TRY IT
Each line that includes "EntityTrait" must be copied from the records.

——————————

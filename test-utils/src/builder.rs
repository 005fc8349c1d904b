use entity::prelude::*;
use sea_orm::{sea_query::TableCreateStatement, EntityTrait, Schema};

use crate::{context::TestContext, error::TestError};

/// Builder for creating test contexts with customizable database schemas.
///
/// Provides a fluent interface for configuring test environments with
/// in-memory SQLite databases. Use the builder pattern to add entity tables,
/// then call `build()` to create the configured test context.
///
/// # Example
///
/// ```rust,ignore
/// use test_utils::builder::TestBuilder;
/// use entity::prelude::{Author, Book};
///
/// let test = TestBuilder::new()
///     .with_table(Author)
///     .with_table(Book)
///     .build()
///     .await?;
/// ```
pub struct TestBuilder {
    /// Vector of CREATE TABLE statements to execute during database setup.
    tables: Vec<TableCreateStatement>,
}

impl TestBuilder {
    /// Creates a new test builder with no tables configured.
    ///
    /// # Returns
    /// - New `TestBuilder` instance with empty table configuration
    pub fn new() -> Self {
        Self { tables: Vec::new() }
    }

    /// Adds an entity table to the test database schema.
    ///
    /// Generates a CREATE TABLE statement from the provided SeaORM entity
    /// using SQLite backend syntax. The table is created when `build()` is
    /// called. Tables should be added in dependency order (tables with
    /// foreign keys after their referenced tables).
    ///
    /// # Arguments
    /// - `entity` - SeaORM entity model implementing `EntityTrait`
    ///
    /// # Returns
    /// - `Self` - Builder instance for method chaining
    pub fn with_table<E: EntityTrait>(mut self, entity: E) -> Self {
        let schema = Schema::new(sea_orm::DbBackend::Sqlite);
        self.tables.push(schema.create_table_from_entity(entity));
        self
    }

    /// Adds both library tables in dependency order (Author, then Book).
    ///
    /// # Returns
    /// - `Self` - Builder instance for method chaining
    pub fn with_library_tables(self) -> Self {
        self.with_table(Author).with_table(Book)
    }

    /// Builds the configured test context.
    ///
    /// Creates the in-memory database connection and executes every
    /// configured CREATE TABLE statement.
    ///
    /// # Returns
    /// - `Ok(TestContext)` - Ready-to-use test context
    /// - `Err(TestError::Database)` - Failed to connect or create tables
    pub async fn build(self) -> Result<TestContext, TestError> {
        let mut context = TestContext::new();

        context.with_tables(self.tables).await?;

        Ok(context)
    }
}

impl Default for TestBuilder {
    fn default() -> Self {
        Self::new()
    }
}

——————————

SOLUTION TO THE PROBLEM
use sea_orm::{sea_query::TableCreateStatement, EntityTrait, Schema};
    /// - `entity` - SeaORM entity model implementing `EntityTrait`
    pub fn with_table<E: EntityTrait>(mut self, entity: E) -> Self {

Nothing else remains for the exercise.